A ParameterStore points to AWS SSM Parameter Store in a certain account within a defined region. You should define Roles that define fine-grained access to individual secrets and pass them to ESO using spec.provider.aws.role. This way users of the SecretStore can only access the secrets necessary.

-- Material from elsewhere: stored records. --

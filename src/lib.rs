//! Points wagering ledger with an idempotent settlement engine over a
//! version-checked document store.

pub mod api;
pub mod bootstrap;
pub mod config;
pub mod error;
pub mod intake;
pub mod ledger;
pub mod middleware;
pub mod notify;
pub mod server;
pub mod settlement;
pub mod stats;
pub mod store;
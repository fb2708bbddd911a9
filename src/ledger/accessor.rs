use chrono::Utc;
use rand::Rng;
use serde::{de::DeserializeOwned, Serialize};
use std::sync::Arc;
use std::time::Duration;
use tracing::{debug, info, warn};

use super::models::*;
use crate::error::{AppError, AppResult, StoreError, ValidationError, WagerError};
use crate::store::{DocumentStore, VersionToken};

/// Bounded exponential backoff for compare-and-set retries
#[derive(Debug, Clone)]
pub struct RetryPolicy {
    pub max_attempts: u32,
    pub base_delay: Duration,
    pub max_delay: Duration,
}

impl Default for RetryPolicy {
    fn default() -> Self {
        Self {
            max_attempts: 5,
            base_delay: Duration::from_millis(25),
            max_delay: Duration::from_secs(1),
        }
    }
}

impl RetryPolicy {
    /// Delay before retry number `attempt` (1-based): base * 2^(attempt-1),
    /// capped, with jitter over the upper half.
    pub fn delay_for(&self, attempt: u32) -> Duration {
        let exp = attempt.saturating_sub(1).min(16);
        let ceiling = self
            .base_delay
            .saturating_mul(1u32 << exp)
            .min(self.max_delay);
        let ceiling_ms = ceiling.as_millis() as u64;
        if ceiling_ms == 0 {
            return ceiling;
        }
        let jittered = rand::rng().random_range(ceiling_ms / 2..=ceiling_ms);
        Duration::from_millis(jittered)
    }
}

/// What a mutation decided after seeing the fresh document
#[derive(Debug, Clone, PartialEq, Eq)]
pub enum Update<R> {
    /// Persist the mutated document
    Write(R),
    /// Nothing to persist
    Unchanged(R),
}

#[derive(Debug, Clone, Copy, PartialEq, Eq)]
pub enum CreditOutcome {
    Applied { balance: u64 },
    AlreadyApplied,
}

enum Attempt<R> {
    Done(R),
    Retry(StoreError),
}

/// Typed access to the ledger documents. Every mutation goes through
/// [`LedgerAccessor::update`], which re-reads and re-applies on conflict.
pub struct LedgerAccessor {
    store: Arc<dyn DocumentStore>,
    retry: RetryPolicy,
}

impl LedgerAccessor {
    pub fn new(store: Arc<dyn DocumentStore>, retry: RetryPolicy) -> Self {
        Self { store, retry }
    }

    pub fn store(&self) -> &Arc<dyn DocumentStore> {
        &self.store
    }

    pub fn retry_policy(&self) -> &RetryPolicy {
        &self.retry
    }

    // ========== RAW DOCUMENT OPERATIONS ==========

    /// Read and decode a document with its version token
    pub async fn read_document<T: DeserializeOwned>(
        &self,
        key: &str,
    ) -> AppResult<(Option<T>, VersionToken)> {
        let mut attempt = 0;
        loop {
            attempt += 1;
            match self.store.read(key).await {
                Ok(doc) => {
                    let body = doc.body.map(|value| decode(key, value)).transpose()?;
                    return Ok((body, doc.version));
                }
                Err(e) => self.backoff_or_give_up(key, attempt, e).await?,
            }
        }
    }

    /// Single compare-and-set write. Conflicts are returned to the caller.
    pub async fn write_document<T: Serialize>(
        &self,
        key: &str,
        document: &T,
        expected: VersionToken,
    ) -> Result<VersionToken, StoreError> {
        self.store.write(key, encode(key, document)?, expected).await
    }

    /// Read-modify-write with retry. `mutate` sees the freshly read document
    /// (`None` if absent) on every attempt and must be safe to re-run.
    pub async fn update<T, R, F>(&self, key: &str, mut mutate: F) -> AppResult<R>
    where
        T: Serialize + DeserializeOwned + Send,
        R: Send,
        F: FnMut(&mut Option<T>) -> AppResult<Update<R>> + Send,
    {
        let mut attempt = 0;
        loop {
            attempt += 1;
            match self.try_update(key, &mut mutate).await? {
                Attempt::Done(r) => {
                    if attempt > 1 {
                        debug!("✓ {} committed after {} attempts", key, attempt);
                    }
                    return Ok(r);
                }
                Attempt::Retry(e) => self.backoff_or_give_up(key, attempt, e).await?,
            }
        }
    }

    async fn try_update<T, R, F>(&self, key: &str, mutate: &mut F) -> AppResult<Attempt<R>>
    where
        T: Serialize + DeserializeOwned + Send,
        R: Send,
        F: FnMut(&mut Option<T>) -> AppResult<Update<R>> + Send,
    {
        let current = match self.store.read(key).await {
            Ok(doc) => doc,
            Err(e) => return Ok(Attempt::Retry(e)),
        };
        let mut document: Option<T> = current
            .body
            .map(|value| decode(key, value))
            .transpose()?;

        let result = match mutate(&mut document)? {
            Update::Unchanged(r) => return Ok(Attempt::Done(r)),
            Update::Write(r) => r,
        };

        let document = document.ok_or_else(|| {
            AppError::Internal(format!("mutation of {} produced no document", key))
        })?;
        let body = encode(key, &document)?;

        match self.store.write(key, body, current.version).await {
            Ok(_) => Ok(Attempt::Done(result)),
            Err(e @ StoreError::Corrupt { .. }) => Err(e.into()),
            Err(e) => Ok(Attempt::Retry(e)),
        }
    }

    async fn backoff_or_give_up(&self, key: &str, attempt: u32, error: StoreError) -> AppResult<()> {
        if let StoreError::Corrupt { .. } = error {
            return Err(error.into());
        }

        if attempt >= self.retry.max_attempts {
            warn!("❌ {} still failing after {} attempts: {}", key, attempt, error);
            return Err(AppError::PersistenceUnavailable {
                key: key.to_string(),
                attempts: attempt,
                reason: error.to_string(),
            });
        }

        let delay = self.retry.delay_for(attempt);
        debug!(
            "🔁 Retrying {} (attempt {}/{}) in {:?}: {}",
            key, attempt, self.retry.max_attempts, delay, error
        );
        tokio::time::sleep(delay).await;
        Ok(())
    }

    // ========== BALANCE OPERATIONS ==========

    pub async fn balance(&self, user: &str) -> AppResult<Option<BalanceEntry>> {
        let (entry, _) = self.read_document(&keys::balance(user)).await?;
        Ok(entry)
    }

    pub async fn balances(&self) -> AppResult<Vec<BalanceEntry>> {
        let keys = self
            .store
            .keys_with_prefix(keys::BALANCE_PREFIX)
            .await
            .map_err(|e| AppError::PersistenceUnavailable {
                key: keys::BALANCE_PREFIX.to_string(),
                attempts: 1,
                reason: e.to_string(),
            })?;

        let mut entries = Vec::with_capacity(keys.len());
        for key in keys {
            if let (Some(entry), _) = self.read_document::<BalanceEntry>(&key).await? {
                entries.push(entry);
            }
        }
        Ok(entries)
    }

    pub async fn create_account(&self, entry: BalanceEntry) -> AppResult<BalanceEntry> {
        let key = keys::balance(&entry.user);
        let created = self
            .update(&key, |slot: &mut Option<BalanceEntry>| {
                if slot.is_some() {
                    return Err(ValidationError::DuplicateAccount(entry.user.clone()).into());
                }
                *slot = Some(entry.clone());
                Ok(Update::Write(entry.clone()))
            })
            .await?;

        info!("👤 Account created: {} ({} pts)", created.user, created.points);
        Ok(created)
    }

    /// Take `amount` points from `user`. Fails without writing if the balance is short.
    pub async fn debit(&self, user: &str, amount: u64) -> AppResult<BalanceEntry> {
        self.update(&keys::balance(user), |slot: &mut Option<BalanceEntry>| {
            let entry = slot
                .as_mut()
                .ok_or_else(|| WagerError::UnknownBettor(user.to_string()))?;

            if !entry.has_available(amount) {
                return Err(WagerError::InsufficientBalance {
                    required: amount,
                    available: entry.points,
                }
                .into());
            }

            entry.points -= amount;
            entry.updated_at = Utc::now();
            Ok(Update::Write(entry.clone()))
        })
        .await
    }

    /// Credit winnings for one wager. A receipt on the entry makes repeats no-ops.
    pub async fn credit_once(
        &self,
        user: &str,
        wager_id: WagerId,
        amount: u64,
    ) -> AppResult<CreditOutcome> {
        self.update(&keys::balance(user), |slot: &mut Option<BalanceEntry>| {
            let entry = slot
                .as_mut()
                .ok_or_else(|| AppError::NotFound(format!("Balance entry for {}", user)))?;

            if entry.was_credited(&wager_id) {
                return Ok(Update::Unchanged(CreditOutcome::AlreadyApplied));
            }

            entry.points = entry.points.saturating_add(amount);
            entry.credit_receipts.insert(wager_id);
            entry.updated_at = Utc::now();
            Ok(Update::Write(CreditOutcome::Applied {
                balance: entry.points,
            }))
        })
        .await
    }

    /// Give back a debit whose wager could not be recorded
    pub async fn refund(&self, user: &str, amount: u64) -> AppResult<BalanceEntry> {
        self.update(&keys::balance(user), |slot: &mut Option<BalanceEntry>| {
            let entry = slot
                .as_mut()
                .ok_or_else(|| WagerError::UnknownBettor(user.to_string()))?;
            entry.points = entry.points.saturating_add(amount);
            entry.updated_at = Utc::now();
            Ok(Update::Write(entry.clone()))
        })
        .await
    }

    /// Explicit admin overwrite of points and profile. Credit receipts are kept.
    pub async fn admin_edit(
        &self,
        user: &str,
        points: u64,
        color: Option<String>,
        discord: Option<String>,
    ) -> AppResult<BalanceEntry> {
        let edited = self
            .update(&keys::balance(user), |slot: &mut Option<BalanceEntry>| {
                let entry = slot
                    .as_mut()
                    .ok_or_else(|| AppError::NotFound(format!("Account {}", user)))?;
                entry.points = points;
                entry.color = color.clone();
                entry.discord = discord.clone();
                entry.updated_at = Utc::now();
                Ok(Update::Write(entry.clone()))
            })
            .await?;

        warn!("🛠️ Admin edit on {}: balance set to {}", user, points);
        Ok(edited)
    }

    // ========== WAGER LOG ==========

    pub async fn wager_log(&self) -> AppResult<WagerLog> {
        let (log, _) = self.read_document(keys::WAGER_LOG).await?;
        Ok(log.unwrap_or_default())
    }

    pub async fn update_wager_log<R, F>(&self, mut mutate: F) -> AppResult<R>
    where
        R: Send,
        F: FnMut(&mut WagerLog) -> AppResult<Update<R>> + Send,
    {
        self.update(keys::WAGER_LOG, |slot: &mut Option<WagerLog>| {
            mutate(slot.get_or_insert_with(WagerLog::default))
        })
        .await
    }

    // ========== OUTCOME LOG ==========

    pub async fn outcome_log(&self) -> AppResult<OutcomeLog> {
        let (log, _) = self.read_document(keys::OUTCOME_LOG).await?;
        Ok(log.unwrap_or_default())
    }

    pub async fn update_outcome_log<R, F>(&self, mut mutate: F) -> AppResult<R>
    where
        R: Send,
        F: FnMut(&mut OutcomeLog) -> AppResult<Update<R>> + Send,
    {
        self.update(keys::OUTCOME_LOG, |slot: &mut Option<OutcomeLog>| {
            mutate(slot.get_or_insert_with(OutcomeLog::default))
        })
        .await
    }
}

fn decode<T: DeserializeOwned>(key: &str, value: serde_json::Value) -> Result<T, StoreError> {
    serde_json::from_value(value).map_err(|e| StoreError::Corrupt {
        key: key.to_string(),
        message: e.to_string(),
    })
}

fn encode<T: Serialize>(key: &str, document: &T) -> Result<serde_json::Value, StoreError> {
    serde_json::to_value(document).map_err(|e| StoreError::Corrupt {
        key: key.to_string(),
        message: e.to_string(),
    })
}
use async_trait::async_trait;
use sqlx::{PgPool, Row};
use tracing::debug;

use super::{DocumentStore, VersionToken, VersionedDocument};
use crate::error::StoreError;

/// Postgres-backed versioned store over the `documents` table
pub struct PgDocumentStore {
    pub pool: PgPool,
}

impl PgDocumentStore {
    pub fn new(pool: PgPool) -> Self {
        Self { pool }
    }

    async fn current_version(&self, key: &str) -> Result<VersionToken, StoreError> {
        let version: Option<i64> = sqlx::query_scalar(
            r#"
            SELECT version FROM documents WHERE key = $1
            "#,
        )
        .bind(key)
        .fetch_optional(&self.pool)
        .await?;

        Ok(version.map(VersionToken).unwrap_or(VersionToken::ABSENT))
    }
}

#[async_trait]
impl DocumentStore for PgDocumentStore {
    fn name(&self) -> &'static str {
        "postgres"
    }

    async fn read(&self, key: &str) -> Result<VersionedDocument, StoreError> {
        let row = sqlx::query(
            r#"
            SELECT body, version
            FROM documents
            WHERE key = $1
            "#,
        )
        .bind(key)
        .fetch_optional(&self.pool)
        .await?;

        match row {
            Some(row) => Ok(VersionedDocument {
                body: Some(row.try_get::<serde_json::Value, _>("body")?),
                version: VersionToken(row.try_get::<i64, _>("version")?),
            }),
            None => Ok(VersionedDocument::absent()),
        }
    }

    async fn write(
        &self,
        key: &str,
        body: serde_json::Value,
        expected: VersionToken,
    ) -> Result<VersionToken, StoreError> {
        let result = if expected.is_absent() {
            sqlx::query(
                r#"
                INSERT INTO documents (key, body, version, updated_at)
                VALUES ($1, $2, 1, NOW())
                ON CONFLICT (key) DO NOTHING
                "#,
            )
            .bind(key)
            .bind(&body)
            .execute(&self.pool)
            .await?
        } else {
            sqlx::query(
                r#"
                UPDATE documents
                SET body = $2, version = version + 1, updated_at = NOW()
                WHERE key = $1 AND version = $3
                "#,
            )
            .bind(key)
            .bind(&body)
            .bind(expected.0)
            .execute(&self.pool)
            .await?
        };

        if result.rows_affected() == 0 {
            let actual = self.current_version(key).await?;
            debug!("⚠ CAS rejected on {}: expected {}, found {}", key, expected, actual);
            return Err(StoreError::Conflict {
                key: key.to_string(),
                expected,
                actual,
            });
        }

        Ok(expected.next())
    }

    async fn keys_with_prefix(&self, prefix: &str) -> Result<Vec<String>, StoreError> {
        let pattern = format!("{}%", prefix.replace('\\', "\\\\").replace('%', "\\%").replace('_', "\\_"));
        let keys: Vec<String> = sqlx::query_scalar(
            r#"
            SELECT key FROM documents
            WHERE key LIKE $1
            ORDER BY key
            "#,
        )
        .bind(pattern)
        .fetch_all(&self.pool)
        .await?;

        Ok(keys)
    }
}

apiVersion: external-secrets.io/v1alpha1
kind: SecretStore
metadata:
  name: secretstore-sample
spec:
  controller: dev
  provider:
    aws:
      service: ParameterStore
      # define a specific role to limit access
      # to certain secrets
      role: iam-role
      region: eu-central-1
      auth:
        secretRef:
          accessKeyIDSecretRef:
            name: awssm-secret
            key: access-key
          secretAccessKeySecretRef:
            name: awssm-secret
            key: secret-access-key

API Pricing & Throttling

The SSM Parameter Store API is charged by throughput and is available in different tiers, see pricing. Please estimate your costs before using ESO. Cost depends on the RefreshInterval of your ExternalSecrets.

IAM Policy

Create a IAM Policy to pin down access to secrets matching dev-*, for futher information see AWS Documentation:

{
  "Version": "2012-10-17",
  "Statement": [
    {
      "Effect": "Deny",
      "Action": [
        "ssm:GetParameter*"
      ],
      "Resource": "arn:aws:ssm:us-east-2:123456789012:parameter/dev-*"
    }
  ]
}

JSON Secret Values

You can store JSON objects in a parameter. You can access nested values or arrays using gjson syntax:

Consider the following JSON object that is stored in the Parameter Store key my-json-secret: 

{
  "name": {"first": "Tom", "last": "Anderson"},
  "friends": [
    {"first": "Dale", "last": "Murphy"},
    {"first": "Roger", "last": "Craig"},
    {"first": "Jane", "last": "Murphy"}
  ]
}

This is an example on how you would look up nested keys in the above json object: 

apiVersion: external-secrets.io/v1alpha1
kind: ExternalSecret
metadata:
  name: example
spec:
  # [omitted for brevity]
  data:
  - secretKey: firstname
    remoteRef:
      key: my-json-secret
      property: name.first # Tom
  - secretKey: first_friend
    remoteRef:
      key: my-json-secret
      property: friends.1.first # Roger

AWS Authentication

Access to AWS providers can be granted in various ways:

  • IRSA: IAM roles for service accounts.
  • Per pod IAM authentication: kiam or kube2iam.
  • Directly provide AWS credentials to the External Secrets Operator pod by using environment variables.

Additionally, before fetching a secret from a store, ESO is able to assume role (as a proxy so to speak). It is advisable to use multiple roles in a multi-tenant environment.